For every line in the entries that contains "vehicles", show the whole line.

[INPUT Boundary: Start]

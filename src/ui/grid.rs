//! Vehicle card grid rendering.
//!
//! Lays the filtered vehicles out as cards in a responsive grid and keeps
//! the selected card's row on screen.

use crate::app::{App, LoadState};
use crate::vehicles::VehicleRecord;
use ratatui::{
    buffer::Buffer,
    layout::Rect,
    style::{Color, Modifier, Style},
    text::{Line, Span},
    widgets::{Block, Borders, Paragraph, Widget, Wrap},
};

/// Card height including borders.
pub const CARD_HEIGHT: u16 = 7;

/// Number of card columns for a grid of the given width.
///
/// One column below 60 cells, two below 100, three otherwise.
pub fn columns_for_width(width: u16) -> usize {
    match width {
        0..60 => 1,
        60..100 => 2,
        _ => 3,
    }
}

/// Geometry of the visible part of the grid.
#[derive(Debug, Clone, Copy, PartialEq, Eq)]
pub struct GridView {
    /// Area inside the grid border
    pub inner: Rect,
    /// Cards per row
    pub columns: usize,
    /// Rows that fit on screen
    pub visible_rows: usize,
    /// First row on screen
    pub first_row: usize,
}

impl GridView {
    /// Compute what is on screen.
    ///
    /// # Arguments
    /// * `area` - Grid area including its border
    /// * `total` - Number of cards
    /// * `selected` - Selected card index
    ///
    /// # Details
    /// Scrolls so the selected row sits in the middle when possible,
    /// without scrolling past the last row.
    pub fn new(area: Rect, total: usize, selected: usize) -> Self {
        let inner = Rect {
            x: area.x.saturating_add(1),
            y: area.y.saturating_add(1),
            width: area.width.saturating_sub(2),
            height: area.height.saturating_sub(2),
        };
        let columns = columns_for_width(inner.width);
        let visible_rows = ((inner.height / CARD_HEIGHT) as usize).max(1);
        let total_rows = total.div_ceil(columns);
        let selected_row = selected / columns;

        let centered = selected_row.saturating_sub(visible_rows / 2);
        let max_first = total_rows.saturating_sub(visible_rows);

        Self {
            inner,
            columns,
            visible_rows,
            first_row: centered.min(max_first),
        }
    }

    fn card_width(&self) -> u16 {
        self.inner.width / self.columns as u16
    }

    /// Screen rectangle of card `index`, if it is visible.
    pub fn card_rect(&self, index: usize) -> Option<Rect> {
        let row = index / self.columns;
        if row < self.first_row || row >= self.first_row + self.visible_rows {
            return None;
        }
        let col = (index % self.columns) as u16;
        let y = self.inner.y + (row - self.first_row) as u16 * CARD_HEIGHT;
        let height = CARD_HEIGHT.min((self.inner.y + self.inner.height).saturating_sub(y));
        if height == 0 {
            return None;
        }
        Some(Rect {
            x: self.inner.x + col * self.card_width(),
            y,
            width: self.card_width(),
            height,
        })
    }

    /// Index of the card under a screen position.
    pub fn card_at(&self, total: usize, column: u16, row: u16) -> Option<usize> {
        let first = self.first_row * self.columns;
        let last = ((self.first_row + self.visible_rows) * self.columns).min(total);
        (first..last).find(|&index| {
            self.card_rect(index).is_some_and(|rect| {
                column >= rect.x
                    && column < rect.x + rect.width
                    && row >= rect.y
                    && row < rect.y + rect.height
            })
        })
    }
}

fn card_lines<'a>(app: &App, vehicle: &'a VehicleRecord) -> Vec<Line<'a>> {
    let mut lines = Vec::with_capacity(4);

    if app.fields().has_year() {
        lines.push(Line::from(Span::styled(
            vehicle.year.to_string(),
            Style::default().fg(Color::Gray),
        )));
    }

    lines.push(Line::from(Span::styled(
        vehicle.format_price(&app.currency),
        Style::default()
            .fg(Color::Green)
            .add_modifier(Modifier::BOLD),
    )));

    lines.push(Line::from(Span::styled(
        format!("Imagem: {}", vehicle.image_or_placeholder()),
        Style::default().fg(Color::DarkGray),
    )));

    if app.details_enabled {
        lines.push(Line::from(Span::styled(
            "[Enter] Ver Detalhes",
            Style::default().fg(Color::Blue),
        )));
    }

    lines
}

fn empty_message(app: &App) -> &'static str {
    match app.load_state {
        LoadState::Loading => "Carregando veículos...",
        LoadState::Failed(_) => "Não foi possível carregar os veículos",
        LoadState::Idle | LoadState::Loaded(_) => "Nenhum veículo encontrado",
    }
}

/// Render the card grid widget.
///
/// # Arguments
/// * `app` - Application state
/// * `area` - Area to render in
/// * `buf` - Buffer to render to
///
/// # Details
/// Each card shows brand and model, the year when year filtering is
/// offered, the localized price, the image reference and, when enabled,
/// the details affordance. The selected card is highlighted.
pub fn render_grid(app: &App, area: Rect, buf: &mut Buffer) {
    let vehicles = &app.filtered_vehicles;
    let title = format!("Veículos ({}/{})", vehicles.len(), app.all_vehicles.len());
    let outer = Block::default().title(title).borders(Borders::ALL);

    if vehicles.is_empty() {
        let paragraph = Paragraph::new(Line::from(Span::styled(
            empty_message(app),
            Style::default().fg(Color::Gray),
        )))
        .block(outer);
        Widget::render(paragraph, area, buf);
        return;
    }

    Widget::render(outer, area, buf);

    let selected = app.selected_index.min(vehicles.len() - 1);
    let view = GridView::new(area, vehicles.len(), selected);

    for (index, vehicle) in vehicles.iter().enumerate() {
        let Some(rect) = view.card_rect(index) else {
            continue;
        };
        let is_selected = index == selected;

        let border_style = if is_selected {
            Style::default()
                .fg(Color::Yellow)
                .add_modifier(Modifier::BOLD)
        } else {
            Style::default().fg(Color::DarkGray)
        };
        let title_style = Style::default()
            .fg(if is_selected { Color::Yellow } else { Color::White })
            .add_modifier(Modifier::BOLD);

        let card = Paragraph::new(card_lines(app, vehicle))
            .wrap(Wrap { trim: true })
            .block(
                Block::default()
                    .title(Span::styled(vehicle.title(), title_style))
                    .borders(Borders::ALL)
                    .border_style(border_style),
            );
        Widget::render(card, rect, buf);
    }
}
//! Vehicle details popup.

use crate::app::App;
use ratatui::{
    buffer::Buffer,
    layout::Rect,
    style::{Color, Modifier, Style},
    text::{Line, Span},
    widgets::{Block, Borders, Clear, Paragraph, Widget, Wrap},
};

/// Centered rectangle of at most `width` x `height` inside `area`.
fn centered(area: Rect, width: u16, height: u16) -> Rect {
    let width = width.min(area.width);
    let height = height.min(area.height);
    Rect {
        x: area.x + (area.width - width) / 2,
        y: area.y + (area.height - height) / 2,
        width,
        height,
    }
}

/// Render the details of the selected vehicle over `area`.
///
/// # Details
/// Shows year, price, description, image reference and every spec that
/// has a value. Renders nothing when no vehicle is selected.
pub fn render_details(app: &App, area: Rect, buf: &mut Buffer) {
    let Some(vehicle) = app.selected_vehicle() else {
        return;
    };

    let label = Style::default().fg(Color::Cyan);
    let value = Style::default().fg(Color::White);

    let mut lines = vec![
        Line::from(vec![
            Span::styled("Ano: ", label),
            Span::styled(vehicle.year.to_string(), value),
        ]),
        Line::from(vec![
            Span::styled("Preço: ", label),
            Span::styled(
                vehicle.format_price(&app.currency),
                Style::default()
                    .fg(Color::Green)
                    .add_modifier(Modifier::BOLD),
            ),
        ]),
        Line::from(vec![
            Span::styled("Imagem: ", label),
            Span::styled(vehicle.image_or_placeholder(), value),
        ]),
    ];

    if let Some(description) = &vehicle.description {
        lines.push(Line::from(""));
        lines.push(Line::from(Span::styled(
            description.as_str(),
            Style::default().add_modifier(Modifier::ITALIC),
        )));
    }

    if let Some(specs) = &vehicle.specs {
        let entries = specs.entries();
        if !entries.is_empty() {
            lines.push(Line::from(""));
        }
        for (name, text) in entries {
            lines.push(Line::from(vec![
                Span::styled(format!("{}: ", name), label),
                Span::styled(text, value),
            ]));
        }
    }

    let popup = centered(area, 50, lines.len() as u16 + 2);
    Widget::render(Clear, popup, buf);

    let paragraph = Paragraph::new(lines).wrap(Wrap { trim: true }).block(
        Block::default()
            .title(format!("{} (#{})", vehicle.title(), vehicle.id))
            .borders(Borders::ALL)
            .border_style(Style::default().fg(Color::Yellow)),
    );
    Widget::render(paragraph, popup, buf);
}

[INPUT Boundary: End]
[INPUT Boundary: Start]

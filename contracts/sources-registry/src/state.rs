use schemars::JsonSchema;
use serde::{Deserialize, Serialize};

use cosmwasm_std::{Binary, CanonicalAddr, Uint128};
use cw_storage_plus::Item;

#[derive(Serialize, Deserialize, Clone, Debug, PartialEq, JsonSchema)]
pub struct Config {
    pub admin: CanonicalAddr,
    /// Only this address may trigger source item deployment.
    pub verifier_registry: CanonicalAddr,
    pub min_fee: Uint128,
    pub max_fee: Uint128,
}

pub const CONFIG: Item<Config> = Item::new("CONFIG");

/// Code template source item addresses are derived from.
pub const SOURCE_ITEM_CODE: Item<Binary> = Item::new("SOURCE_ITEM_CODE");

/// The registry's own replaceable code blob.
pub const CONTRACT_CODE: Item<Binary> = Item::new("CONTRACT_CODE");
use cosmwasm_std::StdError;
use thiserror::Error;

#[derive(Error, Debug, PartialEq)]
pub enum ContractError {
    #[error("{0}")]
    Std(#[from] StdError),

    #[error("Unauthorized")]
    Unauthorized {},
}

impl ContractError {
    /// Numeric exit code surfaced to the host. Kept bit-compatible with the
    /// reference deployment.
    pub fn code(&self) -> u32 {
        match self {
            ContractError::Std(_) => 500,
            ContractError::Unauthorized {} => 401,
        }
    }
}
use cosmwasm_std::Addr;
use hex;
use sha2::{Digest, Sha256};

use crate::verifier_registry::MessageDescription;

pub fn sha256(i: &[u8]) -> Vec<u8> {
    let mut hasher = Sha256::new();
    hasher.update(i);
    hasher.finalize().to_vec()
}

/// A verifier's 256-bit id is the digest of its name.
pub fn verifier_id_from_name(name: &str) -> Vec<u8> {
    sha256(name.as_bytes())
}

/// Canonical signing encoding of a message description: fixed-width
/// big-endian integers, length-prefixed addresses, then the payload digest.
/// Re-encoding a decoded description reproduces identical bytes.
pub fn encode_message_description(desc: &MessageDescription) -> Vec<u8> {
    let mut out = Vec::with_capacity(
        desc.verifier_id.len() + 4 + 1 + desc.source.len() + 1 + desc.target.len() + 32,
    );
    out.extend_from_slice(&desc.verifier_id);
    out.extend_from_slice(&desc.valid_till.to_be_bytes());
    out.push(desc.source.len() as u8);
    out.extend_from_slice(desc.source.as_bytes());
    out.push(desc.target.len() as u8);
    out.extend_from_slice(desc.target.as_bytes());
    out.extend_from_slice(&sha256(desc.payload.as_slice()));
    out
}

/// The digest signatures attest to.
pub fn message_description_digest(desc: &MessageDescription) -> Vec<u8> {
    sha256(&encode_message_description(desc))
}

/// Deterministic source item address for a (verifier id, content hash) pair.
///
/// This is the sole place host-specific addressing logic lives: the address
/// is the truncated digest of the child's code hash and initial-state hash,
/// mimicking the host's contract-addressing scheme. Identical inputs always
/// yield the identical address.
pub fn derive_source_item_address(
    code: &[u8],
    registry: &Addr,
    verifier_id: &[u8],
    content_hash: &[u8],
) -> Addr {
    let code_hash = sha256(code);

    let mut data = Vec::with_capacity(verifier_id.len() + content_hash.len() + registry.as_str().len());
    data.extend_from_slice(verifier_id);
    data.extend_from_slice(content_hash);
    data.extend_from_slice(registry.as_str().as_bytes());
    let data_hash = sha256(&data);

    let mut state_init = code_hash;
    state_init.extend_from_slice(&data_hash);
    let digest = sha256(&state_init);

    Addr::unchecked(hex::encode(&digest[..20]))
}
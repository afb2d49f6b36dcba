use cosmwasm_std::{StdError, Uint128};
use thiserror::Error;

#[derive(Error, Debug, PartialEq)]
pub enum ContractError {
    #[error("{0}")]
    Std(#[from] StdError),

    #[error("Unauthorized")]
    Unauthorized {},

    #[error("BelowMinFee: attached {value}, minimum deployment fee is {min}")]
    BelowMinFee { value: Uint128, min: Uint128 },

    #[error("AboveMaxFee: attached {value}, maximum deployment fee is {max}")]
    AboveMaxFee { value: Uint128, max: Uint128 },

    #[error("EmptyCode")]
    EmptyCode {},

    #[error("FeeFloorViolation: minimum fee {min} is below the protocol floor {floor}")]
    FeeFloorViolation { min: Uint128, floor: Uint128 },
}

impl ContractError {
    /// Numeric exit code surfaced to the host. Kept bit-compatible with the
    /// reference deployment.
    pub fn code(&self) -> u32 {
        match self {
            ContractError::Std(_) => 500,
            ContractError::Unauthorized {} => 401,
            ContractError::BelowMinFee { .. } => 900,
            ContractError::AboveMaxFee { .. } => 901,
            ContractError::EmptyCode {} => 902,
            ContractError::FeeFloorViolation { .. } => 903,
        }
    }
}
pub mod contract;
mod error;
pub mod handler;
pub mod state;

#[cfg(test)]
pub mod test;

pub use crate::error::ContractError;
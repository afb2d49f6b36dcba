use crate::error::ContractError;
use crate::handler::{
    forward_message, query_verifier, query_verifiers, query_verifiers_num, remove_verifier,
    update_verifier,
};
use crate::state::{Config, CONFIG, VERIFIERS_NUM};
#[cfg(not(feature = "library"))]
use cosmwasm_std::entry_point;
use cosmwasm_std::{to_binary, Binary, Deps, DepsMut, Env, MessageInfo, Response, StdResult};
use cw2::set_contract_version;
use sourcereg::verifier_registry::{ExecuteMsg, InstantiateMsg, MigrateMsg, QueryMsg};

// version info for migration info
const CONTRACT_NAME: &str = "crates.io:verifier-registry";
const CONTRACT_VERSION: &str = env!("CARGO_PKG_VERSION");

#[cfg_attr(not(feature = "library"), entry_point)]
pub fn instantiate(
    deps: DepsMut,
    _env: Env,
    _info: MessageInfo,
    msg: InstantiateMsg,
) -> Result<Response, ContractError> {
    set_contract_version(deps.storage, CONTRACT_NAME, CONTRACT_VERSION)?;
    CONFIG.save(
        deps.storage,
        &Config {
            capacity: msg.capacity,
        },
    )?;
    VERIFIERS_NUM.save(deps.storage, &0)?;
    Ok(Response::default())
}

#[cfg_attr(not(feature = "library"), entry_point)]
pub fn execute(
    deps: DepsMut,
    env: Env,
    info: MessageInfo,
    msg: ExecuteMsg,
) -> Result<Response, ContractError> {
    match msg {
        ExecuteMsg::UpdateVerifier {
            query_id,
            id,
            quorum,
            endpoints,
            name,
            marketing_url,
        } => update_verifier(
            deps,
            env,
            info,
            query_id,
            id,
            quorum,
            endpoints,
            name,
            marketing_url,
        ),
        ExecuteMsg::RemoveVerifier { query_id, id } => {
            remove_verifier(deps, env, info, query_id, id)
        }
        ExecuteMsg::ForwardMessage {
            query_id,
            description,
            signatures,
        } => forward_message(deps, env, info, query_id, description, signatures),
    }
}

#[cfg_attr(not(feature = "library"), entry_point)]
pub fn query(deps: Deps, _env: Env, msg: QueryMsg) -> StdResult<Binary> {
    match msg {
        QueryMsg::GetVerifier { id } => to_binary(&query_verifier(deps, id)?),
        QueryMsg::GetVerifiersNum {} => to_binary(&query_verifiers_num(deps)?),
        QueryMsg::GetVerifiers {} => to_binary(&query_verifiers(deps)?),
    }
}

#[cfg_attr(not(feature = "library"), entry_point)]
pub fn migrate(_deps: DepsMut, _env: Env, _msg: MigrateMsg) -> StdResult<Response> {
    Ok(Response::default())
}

[INPUT Boundary: End]
[INPUT Boundary: Start]

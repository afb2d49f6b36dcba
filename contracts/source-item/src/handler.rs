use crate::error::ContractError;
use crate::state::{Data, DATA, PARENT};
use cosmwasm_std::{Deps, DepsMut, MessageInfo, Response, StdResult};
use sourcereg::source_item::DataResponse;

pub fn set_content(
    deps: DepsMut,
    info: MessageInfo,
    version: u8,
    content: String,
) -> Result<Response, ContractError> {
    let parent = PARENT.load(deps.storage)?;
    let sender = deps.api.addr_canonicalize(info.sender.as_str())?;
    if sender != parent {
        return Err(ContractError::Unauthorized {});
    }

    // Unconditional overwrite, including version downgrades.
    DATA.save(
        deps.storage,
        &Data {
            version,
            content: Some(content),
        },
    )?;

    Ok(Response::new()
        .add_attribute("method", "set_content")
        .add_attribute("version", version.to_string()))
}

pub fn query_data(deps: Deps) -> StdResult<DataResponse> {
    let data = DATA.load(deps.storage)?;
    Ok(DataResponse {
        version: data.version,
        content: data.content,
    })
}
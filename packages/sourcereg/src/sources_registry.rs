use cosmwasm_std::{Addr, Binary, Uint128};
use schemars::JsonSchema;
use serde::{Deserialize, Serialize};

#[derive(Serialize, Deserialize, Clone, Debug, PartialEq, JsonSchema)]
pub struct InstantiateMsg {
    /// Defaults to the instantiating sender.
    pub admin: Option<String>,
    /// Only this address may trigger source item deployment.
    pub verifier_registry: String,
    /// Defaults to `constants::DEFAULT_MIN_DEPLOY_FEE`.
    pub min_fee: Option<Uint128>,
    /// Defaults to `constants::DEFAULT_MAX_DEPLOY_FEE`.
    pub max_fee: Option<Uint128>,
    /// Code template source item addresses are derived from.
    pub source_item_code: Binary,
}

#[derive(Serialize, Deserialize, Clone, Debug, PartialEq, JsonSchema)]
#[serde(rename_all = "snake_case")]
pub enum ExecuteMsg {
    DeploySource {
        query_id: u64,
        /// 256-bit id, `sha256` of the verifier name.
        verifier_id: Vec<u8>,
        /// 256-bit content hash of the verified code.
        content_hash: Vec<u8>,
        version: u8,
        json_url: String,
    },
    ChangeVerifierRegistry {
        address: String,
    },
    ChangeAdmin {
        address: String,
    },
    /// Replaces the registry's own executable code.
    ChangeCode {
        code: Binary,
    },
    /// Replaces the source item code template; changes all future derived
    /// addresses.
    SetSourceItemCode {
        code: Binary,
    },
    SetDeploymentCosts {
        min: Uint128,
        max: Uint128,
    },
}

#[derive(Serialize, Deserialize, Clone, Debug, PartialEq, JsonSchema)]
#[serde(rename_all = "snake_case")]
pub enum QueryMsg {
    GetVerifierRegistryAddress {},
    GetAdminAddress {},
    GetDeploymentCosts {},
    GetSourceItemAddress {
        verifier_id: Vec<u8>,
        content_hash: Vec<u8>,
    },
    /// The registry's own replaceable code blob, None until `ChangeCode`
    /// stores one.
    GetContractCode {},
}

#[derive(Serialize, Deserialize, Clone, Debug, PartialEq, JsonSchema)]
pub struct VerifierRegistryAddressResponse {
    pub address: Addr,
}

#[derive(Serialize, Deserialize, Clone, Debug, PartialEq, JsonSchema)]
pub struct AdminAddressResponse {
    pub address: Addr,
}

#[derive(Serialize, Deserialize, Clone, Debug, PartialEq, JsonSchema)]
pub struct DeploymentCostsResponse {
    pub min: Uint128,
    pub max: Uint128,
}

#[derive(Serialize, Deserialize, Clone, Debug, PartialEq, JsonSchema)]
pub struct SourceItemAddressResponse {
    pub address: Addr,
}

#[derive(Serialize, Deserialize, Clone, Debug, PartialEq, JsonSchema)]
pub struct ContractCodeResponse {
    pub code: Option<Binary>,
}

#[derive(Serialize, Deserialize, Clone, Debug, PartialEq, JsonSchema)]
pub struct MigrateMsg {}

[INPUT Boundary: End]

WORKED SOLUTION:
//! Lays the filtered vehicles out as cards in a responsive grid and keeps
use crate::vehicles::VehicleRecord;
    let vehicles = &app.filtered_vehicles;
    let title = format!("Veículos ({}/{})", vehicles.len(), app.all_vehicles.len());
    if vehicles.is_empty() {
    let selected = app.selected_index.min(vehicles.len() - 1);
    let view = GridView::new(area, vehicles.len(), selected);
    for (index, vehicle) in vehicles.iter().enumerate() {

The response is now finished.